Hope – that even in the saying of our no, our hardest no, that she would understand a love that is higher and deeper and wider than anything that she can imagine.

Hope – that the skills we have developed and the growth that He has procured in our hearts will flood forward and benefit the ones we have and the ones to come.

Hope – that the placing of his tiny life into the gentle arms of dear family members and friends, will carry him forward into a future where he will be loved and always wanted.

Hope – that the telling of their stories will bury the shame and give them confidence to embrace all that is theirs.

Hope – that our resting will bring strength and energy to bring into a new season before us.

Hope – that the hours and hours of training and rewiring our brains to think, act, speak and see differently will make us better, gentler, more skilled parents to the children in our home now and in the future.
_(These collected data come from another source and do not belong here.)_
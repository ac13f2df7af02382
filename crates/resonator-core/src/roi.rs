//! Region of interest and its transfer from basis to subject coordinates.

use serde::{Deserialize, Serialize};
use tracing::warn;

use crate::error::{ResonatorError, Result};
use crate::register::homography::Homography;

/// Axis-aligned rectangle in pixel coordinates.
#[derive(Clone, Copy, Debug, PartialEq, Eq, Serialize, Deserialize)]
pub struct RoiRect {
    pub x: u32,
    pub y: u32,
    pub width: u32,
    pub height: u32,
}

impl RoiRect {
    pub fn new(x: u32, y: u32, width: u32, height: u32) -> Self {
        Self {
            x,
            y,
            width,
            height,
        }
    }

    /// One past the last column. Widened so no `u32` rectangle overflows.
    pub fn right(&self) -> u64 {
        self.x as u64 + self.width as u64
    }

    /// One past the last row.
    pub fn bottom(&self) -> u64 {
        self.y as u64 + self.height as u64
    }

    pub fn is_empty(&self) -> bool {
        self.width == 0 || self.height == 0
    }

    /// Whether the far edges still fit in `u32` pixel coordinates.
    pub fn in_pixel_range(&self) -> bool {
        self.x.checked_add(self.width).is_some() && self.y.checked_add(self.height).is_some()
    }

    /// Whether the rectangle lies fully inside a `width` x `height` frame.
    pub fn fits(&self, width: u32, height: u32) -> bool {
        !self.is_empty() && self.right() <= width as u64 && self.bottom() <= height as u64
    }

    /// Corners in (x, y) order: top-left, top-right, bottom-left, bottom-right.
    pub fn corners(&self) -> [(f64, f64); 4] {
        let (x0, y0) = (self.x as f64, self.y as f64);
        let (x1, y1) = (self.right() as f64, self.bottom() as f64);
        [(x0, y0), (x1, y0), (x0, y1), (x1, y1)]
    }
}

impl std::fmt::Display for RoiRect {
    fn fmt(&self, f: &mut std::fmt::Formatter<'_>) -> std::fmt::Result {
        write!(f, "{},{} {}x{}", self.x, self.y, self.width, self.height)
    }
}

impl std::str::FromStr for RoiRect {
    type Err = ResonatorError;

    /// Parse `x,y,width,height`.
    fn from_str(s: &str) -> Result<Self> {
        let parts: Vec<u32> = s
            .split(',')
            .map(|p| p.trim().parse::<u32>())
            .collect::<std::result::Result<_, _>>()
            .map_err(|e| ResonatorError::Config(format!("invalid ROI '{s}': {e}")))?;
        match parts.as_slice() {
            &[x, y, width, height] if width > 0 && height > 0 => {
                let roi = Self::new(x, y, width, height);
                if roi.in_pixel_range() {
                    Ok(roi)
                } else {
                    Err(ResonatorError::Config(format!(
                        "ROI '{s}' extends past the largest pixel coordinate"
                    )))
                }
            }
            _ => Err(ResonatorError::Config(format!(
                "ROI must be x,y,width,height with positive size, got '{s}'"
            ))),
        }
    }
}

/// Map a basis-space ROI into the subject frame.
///
/// The four corners go through `basis_to_subject` (with the perspective
/// divide) and the axis-aligned bounding box of the result is clipped to the
/// frame. Perspective distortion inside the box is not modelled. An empty or
/// fully out-of-frame result is an error asking for the basis to be reset.
pub fn map_roi(
    roi: &RoiRect,
    basis_to_subject: &Homography,
    frame_width: u32,
    frame_height: u32,
) -> Result<RoiRect> {
    let out_of_frame = |x: i64, y: i64, width: i64, height: i64| ResonatorError::RoiOutOfFrame {
        x,
        y,
        width,
        height,
        frame_width,
        frame_height,
    };

    let mut min_x = f64::INFINITY;
    let mut min_y = f64::INFINITY;
    let mut max_x = f64::NEG_INFINITY;
    let mut max_y = f64::NEG_INFINITY;
    for (cx, cy) in roi.corners() {
        let Some((x, y)) = basis_to_subject.project(cx, cy) else {
            return Err(out_of_frame(
                roi.x as i64,
                roi.y as i64,
                roi.width as i64,
                roi.height as i64,
            ));
        };
        min_x = min_x.min(x);
        min_y = min_y.min(y);
        max_x = max_x.max(x);
        max_y = max_y.max(y);
    }

    let (x0, y0) = (min_x.round() as i64, min_y.round() as i64);
    let (x1, y1) = (max_x.round() as i64, max_y.round() as i64);

    let cx0 = x0.max(0);
    let cy0 = y0.max(0);
    let cx1 = x1.min(frame_width as i64);
    let cy1 = y1.min(frame_height as i64);
    if cx1 <= cx0 || cy1 <= cy0 {
        return Err(out_of_frame(x0, y0, x1 - x0, y1 - y0));
    }

    let mapped = RoiRect::new(
        cx0 as u32,
        cy0 as u32,
        (cx1 - cx0) as u32,
        (cy1 - cy0) as u32,
    );
    if (cx0, cy0, cx1, cy1) != (x0, y0, x1, y1) {
        warn!(
            unclipped = format!("{x0},{y0} {}x{}", x1 - x0, y1 - y0),
            clipped = %mapped,
            "Mapped ROI extends past the frame; clipped"
        );
    }
    Ok(mapped)
}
Hope – that allowing the grief to swallow us at times will refine our hearts to love more purely and unselfishly and without thought of all that is to be sacrificed.

Hope – that exposure to these children and their families will bring our permanent members appreciation for what is theirs, compassion for those around them, life skills and character.

Hope – that in our greatest moments of weakness His strength will be magnified and made perfect.

#2 Corinthians 12:9

Hope – that He who began a good work will be faithful to complete it, if not in this time span of our lives then in the broader, grander, incomprehendable vastness of the story that is His and His alone.

#Philipians 1:6

“I know what I’m doing. I have it all planned out—plans to take care of you, not abandon you, plans to give you the future you hope for.”